LEO 124249 Ointment in the Treatment of Alopecia Areata

LEO Pharma

Status and phase

Completed

Phase 2

Conditions

Alopecia Areata

Treatments

Other: Vehicle

Drug: LEO 124249

Study type

Interventional

Funder types

Industry

Identifiers

NCT02561585

EXP-1222

Details and patient eligibility

About

This clinical trial attempts to investigate the efficacy and safety of LEO 124249 ointment in the treatment of alopecia areata and the molecular disease mechanism and biomarkers.

Full description

The objectives of this clinical trial are to compare the efficacy of twice-daily topical LEO 124249 30 mg/g ointment with LEO 124249 ointment vehicle for 12 weeks in the treatment of hair loss in subjects with alopecia areata, to evaluate the safety of this treatment, to evaluate hair regrowth, to determine subject quality of life, and to explore disease mechanism and its biomarkers.

Enrollment

40 patients

Sex

All

Ages

18 to 65 years old

Volunteers

No Healthy Volunteers

Inclusion criteria

Subjects must have signed and dated informed consent after receiving verbal and written information about the clinical trial.
Subjects with unequivocal clinical diagnosis of moderate to severe scalp alopecia areata (patch type, totalis, universalis), as determined by the (sub) investigator, affecting a minimum of 30% scalp area at Visit 1 (Screening) and Visit 2 (Day 1, baseline).
Minimum 6 month duration of hair loss at Visit 1 (Screening).
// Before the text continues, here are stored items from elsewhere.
// Helper functions shared by the pipeline and extractor implementations

use std::process::Stdio;
use tokio::io::AsyncReadExt;
use tokio::process::Command as TokioCommand;
use tokio::time::{timeout, Duration as TokioDuration};

/// Run command with timeout (shared utility)
pub async fn run_output_with_timeout(
    program: &str,
    args: Vec<String>,
    timeout_secs: u64,
) -> Result<std::process::Output, String> {
    let mut child = TokioCommand::new(program)
        .args(&args)
        .stdout(Stdio::piped())
        .stderr(Stdio::piped())
        .spawn()
        .map_err(|e| format!("Failed to start {}: {}", program, e))?;

    let mut stdout_pipe = child
        .stdout
        .take()
        .ok_or_else(|| format!("Failed to capture stdout from {}", program))?;
    let mut stderr_pipe = child
        .stderr
        .take()
        .ok_or_else(|| format!("Failed to capture stderr from {}", program))?;

    let stdout_task = tokio::spawn(async move {
        let mut buf = Vec::new();
        stdout_pipe
            .read_to_end(&mut buf)
            .await
            .map_err(|e| format!("Failed to read stdout: {}", e))?;
        Ok::<Vec<u8>, String>(buf)
    });
    let stderr_task = tokio::spawn(async move {
        let mut buf = Vec::new();
        stderr_pipe
            .read_to_end(&mut buf)
            .await
            .map_err(|e| format!("Failed to read stderr: {}", e))?;
        Ok::<Vec<u8>, String>(buf)
    });

    let waited = timeout(TokioDuration::from_secs(timeout_secs), child.wait()).await;
    match waited {
        Ok(status_res) => {
            let status = status_res.map_err(|e| format!("Failed to wait for {}: {}", program, e))?;
            let stdout = stdout_task
                .await
                .map_err(|e| format!("stdout task failed: {}", e))??;
            let stderr = stderr_task
                .await
                .map_err(|e| format!("stderr task failed: {}", e))??;
            Ok(std::process::Output { status, stdout, stderr })
        }
        Err(_) => {
            let _ = child.kill().await;
            stdout_task.abort();
            stderr_task.abort();
            Err(format!("Timed out after {}s", timeout_secs))
        }
    }
}

/// Strip characters that are illegal in filenames, collapse repeated
/// separators and bound the length.
pub fn clean_filename(filename: &str) -> String {
    lazy_static::lazy_static! {
        static ref UNDERSCORE_RUN: regex::Regex = regex::Regex::new(r"_+").unwrap();
    }

    const INVALID: &[char] = &['<', '>', ':', '"', '/', '\\', '|', '?', '*'];

    let replaced: String = filename
        .chars()
        .map(|c| if INVALID.contains(&c) { '_' } else { c })
        .collect();

    let collapsed = UNDERSCORE_RUN.replace_all(&replaced, "_");
    let trimmed = collapsed.trim_matches('_');

    trimmed.chars().take(200).collect()
}

/// Format a duration in seconds as MM:SS
pub fn format_duration(seconds: u64) -> String {
    let minutes = seconds / 60;
    let secs = seconds % 60;
    format!("{:02}:{:02}", minutes, secs)
}

/// Parse a human size string from yt-dlp progress output ("343.72MiB",
/// "980.12KiB", "1.20GiB") into bytes. Returns None for anything it does
/// not recognize.
pub fn parse_size(text: &str) -> Option<u64> {
    let trimmed = text.trim().trim_start_matches('~').trim();

    let unit_start = trimmed.find(|c: char| c.is_ascii_alphabetic())?;
    let (number, unit) = trimmed.split_at(unit_start);
    let value: f64 = number.trim().parse().ok()?;

    let multiplier: f64 = match unit.trim() {
        "B" => 1.0,
        "KiB" | "KB" => 1024.0,
        "MiB" | "MB" => 1024.0 * 1024.0,
        "GiB" | "GB" => 1024.0 * 1024.0 * 1024.0,
        _ => return None,
    };

    Some((value * multiplier) as u64)
}

/// Format a byte count as "NN.NN MB" for status lines.
pub fn format_size_mb(bytes: u64) -> String {
    format!("{:.2} MB", bytes as f64 / (1024.0 * 1024.0))
}

#[cfg(test)]
mod tests {
    use super::*;

    #[test]
    fn test_clean_filename_strips_invalid_chars() {
        assert_eq!(clean_filename("a<b>c:d\"e/f\\g|h?i*j"), "a_b_c_d_e_f_g_h_i_j");
    }

    #[test]
    fn test_clean_filename_collapses_runs() {
        assert_eq!(clean_filename("__My___Song__"), "My_Song");
    }

    #[test]
    fn test_clean_filename_bounds_length() {
        let long = "x".repeat(500);
        assert_eq!(clean_filename(&long).len(), 200);
    }

    #[test]
    fn test_format_duration() {
        assert_eq!(format_duration(0), "00:00");
        assert_eq!(format_duration(59), "00:59");
        assert_eq!(format_duration(3599), "59:59");
        assert_eq!(format_duration(3600), "60:00");
    }

    #[test]
    fn test_parse_size() {
        assert_eq!(parse_size("343.72MiB"), Some((343.72 * 1048576.0) as u64));
        assert_eq!(parse_size("~ 1.20GiB"), Some((1.20 * 1073741824.0) as u64));
        assert_eq!(parse_size("512KiB"), Some(512 * 1024));
        assert_eq!(parse_size("garbage"), None);
    }
}
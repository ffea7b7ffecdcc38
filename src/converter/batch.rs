// Batch orchestration - sequential fetches over one collection
//
// Strictly one item at a time; parallel fan-out would blow the global
// concurrency ceiling and amplify upstream rate limiting. A failed item
// never aborts the batch.

use std::path::PathBuf;
use std::sync::Arc;

use super::models::{FetchOutcome, NullProgress, ProgressSink};
use super::pipeline::AudioFetchPipeline;

/// Aggregated result of one batch run. `succeeded` keeps the input order
/// minus failures.
#[derive(Debug, Default)]
pub struct BatchReport {
    pub succeeded: Vec<(PathBuf, String)>,
    pub failed: Vec<String>,
}

fn truncate(text: &str, max_chars: usize) -> String {
    text.chars().take(max_chars).collect()
}

pub struct BatchOrchestrator {
    pipeline: Arc<AudioFetchPipeline>,
}

impl BatchOrchestrator {
    pub fn new(pipeline: Arc<AudioFetchPipeline>) -> Self {
        Self { pipeline }
    }

    /// Fetch every (url, title) pair in order, accumulating successes and
    /// failure reasons
    pub async fn fetch_all(
        &self,
        items: &[(String, String)],
        sink: &dyn ProgressSink,
    ) -> BatchReport {
        let total = items.len();
        let mut report = BatchReport::default();

        for (index, (url, title)) in items.iter().enumerate() {
            sink.render_message(&format!(
                "Video {}/{}: {}...",
                index + 1,
                total,
                truncate(title, 40)
            ));

            // Per-item byte progress stays internal; the batch reports
            // completed/total
            let outcome = self.pipeline.fetch(url, &NullProgress).await;

            match outcome {
                FetchOutcome::Success { local_path, title: resolved } => {
                    sink.render_message(&format!("✅ Done: {}...", truncate(&resolved, 40)));
                    report.succeeded.push((local_path, resolved));
                }
                FetchOutcome::Failure { reason } => {
                    eprintln!("[Batch] ✗ '{}' failed: {}", title, reason);
                    sink.render_message(&format!("❌ Failed: {}...", truncate(title, 40)));
                    report.failed.push(format!("{}: {}", title, reason));
                }
            }

            let completed = index + 1;
            sink.render_progress(((completed * 100) / total.max(1)) as u8);
        }

        eprintln!(
            "[Batch] Finished: {} succeeded, {} failed of {}",
            report.succeeded.len(),
            report.failed.len(),
            total
        );
        report
    }
}
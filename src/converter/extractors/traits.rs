// MediaExtractor trait and common types

use async_trait::async_trait;
use serde::{Deserialize, Serialize};
use std::fmt;
use std::path::Path;

use super::diagnostics::{classify_failure, FailureKind};

/// Error from the extractor collaborator, carrying its retry classification
#[derive(Debug, Clone)]
pub struct ExtractError {
    pub kind: FailureKind,
    pub message: String,
}

impl ExtractError {
    /// Build from a raw error string, classifying it in the process
    pub fn from_output(message: impl Into<String>) -> Self {
        let message = message.into();
        Self {
            kind: classify_failure(&message),
            message,
        }
    }

    pub fn timeout(message: impl Into<String>) -> Self {
        Self {
            kind: FailureKind::Timeout,
            message: message.into(),
        }
    }

    pub fn tool_missing(message: impl Into<String>) -> Self {
        Self {
            kind: FailureKind::Unknown,
            message: message.into(),
        }
    }
}

impl fmt::Display for ExtractError {
    fn fmt(&self, f: &mut fmt::Formatter<'_>) -> fmt::Result {
        write!(f, "{}: {}", self.kind.description(), self.message)
    }
}

impl std::error::Error for ExtractError {}

/// Options for metadata resolution
#[derive(Debug, Clone)]
pub struct ResolveOptions {
    /// Socket-level timeout handed to the extractor process
    pub socket_timeout_secs: u64,
    /// Player client variants to offer upstream, in order
    pub player_clients: Vec<String>,
    /// Truncate collection listings at this many entries
    pub collection_limit: Option<usize>,
}

impl Default for ResolveOptions {
    fn default() -> Self {
        Self {
            socket_timeout_secs: 30,
            // Order from stable to "wide" — same list the production
            // deployment converged on
            player_clients: vec![
                "web".to_string(),
                "web_embedded".to_string(),
                "ios".to_string(),
                "tv".to_string(),
                "web_creator".to_string(),
                "android".to_string(),
            ],
            collection_limit: None,
        }
    }
}

impl ResolveOptions {
    pub fn with_collection_limit(mut self, limit: usize) -> Self {
        self.collection_limit = Some(limit);
        self
    }

    pub fn with_timeout(mut self, seconds: u64) -> Self {
        self.socket_timeout_secs = seconds;
        self
    }

    pub fn with_player_clients(mut self, clients: Vec<String>) -> Self {
        self.player_clients = clients;
        self
    }
}

/// Fully resolved metadata for one item
#[derive(Debug, Clone, Serialize, Deserialize)]
pub struct ItemInfo {
    pub id: String,
    pub title: String,
    pub uploader: String,
    pub duration_seconds: u64,
    pub webpage_url: String,
    pub view_count: Option<u64>,
    pub thumbnail: String,
}

/// One entry from a flat collection listing. Duration data here is often
/// missing upstream; 0 means unknown.
#[derive(Debug, Clone, Serialize, Deserialize)]
pub struct ListingEntry {
    pub id: String,
    pub title: String,
    pub uploader: String,
    pub duration_seconds: u64,
}

/// What a collection probe actually found
#[derive(Debug, Clone)]
pub enum ListingInfo {
    /// Upstream reported a playlist-like structure
    Collection {
        title: String,
        uploader: String,
        entries: Vec<ListingEntry>,
    },
    /// Upstream reported a bare single item instead of a collection
    SingleItem(ItemInfo),
}

/// One download attempt
#[derive(Debug, Clone)]
pub struct DownloadRequest {
    /// Format selector string for this candidate strategy
    pub format_selector: String,
    pub player_clients: Vec<String>,
    pub socket_timeout_secs: u64,
    /// Remaining time budget for this attempt
    pub deadline_secs: u64,
    /// Abort as soon as the reported total exceeds this
    pub max_total_bytes: Option<u64>,
}

/// Progress callback payload. Field availability depends on what the
/// upstream feed reports: byte counts when known, otherwise a raw percent
/// string parsed from the progress line.
#[derive(Debug, Clone)]
pub struct ProgressEvent {
    pub downloaded_bytes: Option<u64>,
    pub total_bytes: Option<u64>,
    pub percent_str: Option<String>,
    pub status: String,
}

pub type ProgressFn<'a> = &'a (dyn Fn(ProgressEvent) + Send + Sync);

/// Trait for media extractors
#[async_trait]
pub trait MediaExtractor: Send + Sync {
    /// Name of the extractor (for logging)
    fn name(&self) -> &'static str;

    /// Check if this extractor is usable on this host
    fn is_available(&self) -> bool;

    /// Resolve full metadata for a single item
    async fn probe(&self, url: &str, opts: &ResolveOptions) -> Result<ItemInfo, ExtractError>;

    /// Resolve a flat collection listing (lighter operation, no per-item
    /// stream resolution)
    async fn probe_collection(
        &self,
        url: &str,
        opts: &ResolveOptions,
    ) -> Result<ListingInfo, ExtractError>;

    /// Download into `workspace` with progress reporting. Produced files
    /// stay in the workspace; the caller scans for them afterwards.
    async fn download(
        &self,
        url: &str,
        request: &DownloadRequest,
        workspace: &Path,
        progress: ProgressFn<'_>,
    ) -> Result<(), ExtractError>;
}
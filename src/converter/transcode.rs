// Transcoder collaborator - converts a raw media file to a target audio codec

use async_trait::async_trait;
use std::fmt;
use std::path::{Path, PathBuf};
use std::process::Command as StdCommand;

use super::utils::run_output_with_timeout;

#[derive(Debug, Clone)]
pub struct TranscodeError(pub String);

impl fmt::Display for TranscodeError {
    fn fmt(&self, f: &mut fmt::Formatter<'_>) -> fmt::Result {
        write!(f, "Transcode failed: {}", self.0)
    }
}

impl std::error::Error for TranscodeError {}

/// Trait for media transcoders
#[async_trait]
pub trait Transcoder: Send + Sync {
    /// Name of the transcoder (for logging)
    fn name(&self) -> &'static str;

    /// Check if this transcoder is usable on this host
    fn is_available(&self) -> bool;

    /// Convert `input` to the target codec/bitrate. The output lands next
    /// to the input with the codec's extension; returns its path.
    async fn transcode(
        &self,
        input: &Path,
        target_codec: &str,
        target_bitrate: &str,
    ) -> Result<PathBuf, TranscodeError>;
}

/// ffmpeg-based transcoder
pub struct FfmpegTranscoder {
    ffmpeg_path: String,
    /// Conversions must not run unbounded; ffmpeg is killed past this
    timeout_secs: u64,
}

impl FfmpegTranscoder {
    pub fn new() -> Self {
        Self {
            ffmpeg_path: Self::find_ffmpeg(),
            timeout_secs: 300,
        }
    }

    pub fn with_timeout(mut self, seconds: u64) -> Self {
        self.timeout_secs = seconds;
        self
    }

    /// Find ffmpeg binary in common paths
    fn find_ffmpeg() -> String {
        let common_paths = vec![
            "/opt/homebrew/bin/ffmpeg",
            "/usr/local/bin/ffmpeg",
            "/usr/bin/ffmpeg",
            "ffmpeg",
        ];

        for path in common_paths {
            if std::path::Path::new(path).exists() {
                return path.to_string();
            }
        }

        if let Ok(output) = StdCommand::new("which").arg("ffmpeg").output() {
            if output.status.success() {
                if let Ok(path) = String::from_utf8(output.stdout) {
                    let trimmed = path.trim();
                    if !trimmed.is_empty() {
                        return trimmed.to_string();
                    }
                }
            }
        }

        "ffmpeg".to_string()
    }

    fn codec_args(target_codec: &str) -> Result<(&'static str, &'static str), TranscodeError> {
        // (encoder, extension)
        match target_codec {
            "mp3" => Ok(("libmp3lame", "mp3")),
            "m4a" | "aac" => Ok(("aac", "m4a")),
            "opus" => Ok(("libopus", "opus")),
            other => Err(TranscodeError(format!("Unsupported target codec: {}", other))),
        }
    }
}

impl Default for FfmpegTranscoder {
    fn default() -> Self {
        Self::new()
    }
}

#[async_trait]
impl Transcoder for FfmpegTranscoder {
    fn name(&self) -> &'static str {
        "ffmpeg"
    }

    fn is_available(&self) -> bool {
        match StdCommand::new(&self.ffmpeg_path).arg("-version").output() {
            Ok(out) => out.status.success(),
            Err(_) => false,
        }
    }

    async fn transcode(
        &self,
        input: &Path,
        target_codec: &str,
        target_bitrate: &str,
    ) -> Result<PathBuf, TranscodeError> {
        let (encoder, extension) = Self::codec_args(target_codec)?;
        let output_path = input.with_extension(extension);

        let args = vec![
            "-y".to_string(),
            "-i".to_string(),
            input.to_string_lossy().to_string(),
            "-vn".to_string(),
            "-codec:a".to_string(),
            encoder.to_string(),
            "-b:a".to_string(),
            target_bitrate.to_string(),
            output_path.to_string_lossy().to_string(),
        ];

        eprintln!("[Transcode] {} {}", self.ffmpeg_path, args.join(" "));

        let output = run_output_with_timeout(&self.ffmpeg_path, args, self.timeout_secs)
            .await
            .map_err(TranscodeError)?;

        if !output.status.success() {
            let stderr = String::from_utf8_lossy(&output.stderr);
            return Err(TranscodeError(
                stderr.lines().last().unwrap_or("ffmpeg failed").to_string(),
            ));
        }

        if !output_path.exists() {
            return Err(TranscodeError(format!(
                "ffmpeg reported success but produced no file at {}",
                output_path.display()
            )));
        }

        Ok(output_path)
    }
}
// Collection and item resolution on top of the extractor collaborator
//
// Playlist listings are deterministic; mix/radio listings are generated
// per-session upstream and need several request shapes before giving up.

use lazy_static::lazy_static;
use regex::Regex;
use std::sync::Arc;
use url::Url;

use super::errors::ResolveError;
use super::extractors::{
    FailureKind, ItemInfo, ListingEntry, ListingInfo, MediaExtractor, ResolveOptions,
};
use super::models::{CollectionInfo, CollectionKind, Limits, MediaMetadata};
use super::utils::format_duration;

lazy_static! {
    static ref LIST_ID_RE: Regex = Regex::new(r"[?&]list=([A-Za-z0-9_-]+)").unwrap();
    static ref VIDEO_ID_RE: Regex = Regex::new(r"[?&]v=([A-Za-z0-9_-]{11})").unwrap();
}

fn watch_url(id: &str) -> String {
    format!("https://www.youtube.com/watch?v={}", id)
}

fn entry_to_metadata(entry: &ListingEntry) -> MediaMetadata {
    MediaMetadata {
        id: entry.id.clone(),
        title: entry.title.clone(),
        uploader_name: entry.uploader.clone(),
        duration_seconds: entry.duration_seconds,
        source_url: watch_url(&entry.id),
    }
}

fn item_to_metadata(item: &ItemInfo) -> MediaMetadata {
    let source_url = if item.webpage_url.is_empty() {
        watch_url(&item.id)
    } else {
        item.webpage_url.clone()
    };
    MediaMetadata {
        id: item.id.clone(),
        title: item.title.clone(),
        uploader_name: item.uploader.clone(),
        duration_seconds: item.duration_seconds,
        source_url,
    }
}

/// Mixes come in a few upstream flavors; the label ends up in the
/// collection title
fn mix_flavor(title: &str) -> &'static str {
    if title.contains("Radio") {
        "Radio"
    } else if title.contains("Mix") {
        "Mix"
    } else {
        "Auto playlist"
    }
}

/// Remove the session-start marker from a mix URL; some mixes only list
/// without it
fn strip_start_radio(url: &str) -> Option<String> {
    let parsed = Url::parse(url).ok()?;
    if !parsed.query_pairs().any(|(k, _)| k == "start_radio") {
        return None;
    }
    let mut stripped = parsed.clone();
    stripped.set_query(None);
    {
        let mut serializer = stripped.query_pairs_mut();
        for (k, v) in parsed.query_pairs().filter(|(k, _)| k != "start_radio") {
            serializer.append_pair(&k, &v);
        }
    }
    Some(stripped.to_string())
}

pub struct StreamResolver {
    extractor: Arc<dyn MediaExtractor>,
    limits: Limits,
}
No upper limit time limit.
Subject must accept to not cut hair in the treated scalp areas during the trial.

Exclusion criteria

Females who are pregnant or are breast feeding.
Current signs of spontaneous hair regrowth.
Diffuse type alopecia areata.
Co-existing moderate to severe androgenic alopecia (Norwood-Hamilton stage IV-VI and Ludwig stage II and III)
Subjects with changed or expected changes in medication for thyroid disease within 6 month before Visit 1 (screening) or during the trial.
Systemic treatment with immunosuppressive drugs (e.g. methotrexate, cyclosporine, azathioprine), chloroquin derivatives, corticosteroids, or any other systemic therapy that in the opinion of the investigator could affect hair regrowth, within 6 weeks prior to randomization (inhaled or intra-nasal steroids corresponding to up to 1 mg prednisone for asthma or rhinitis may be used).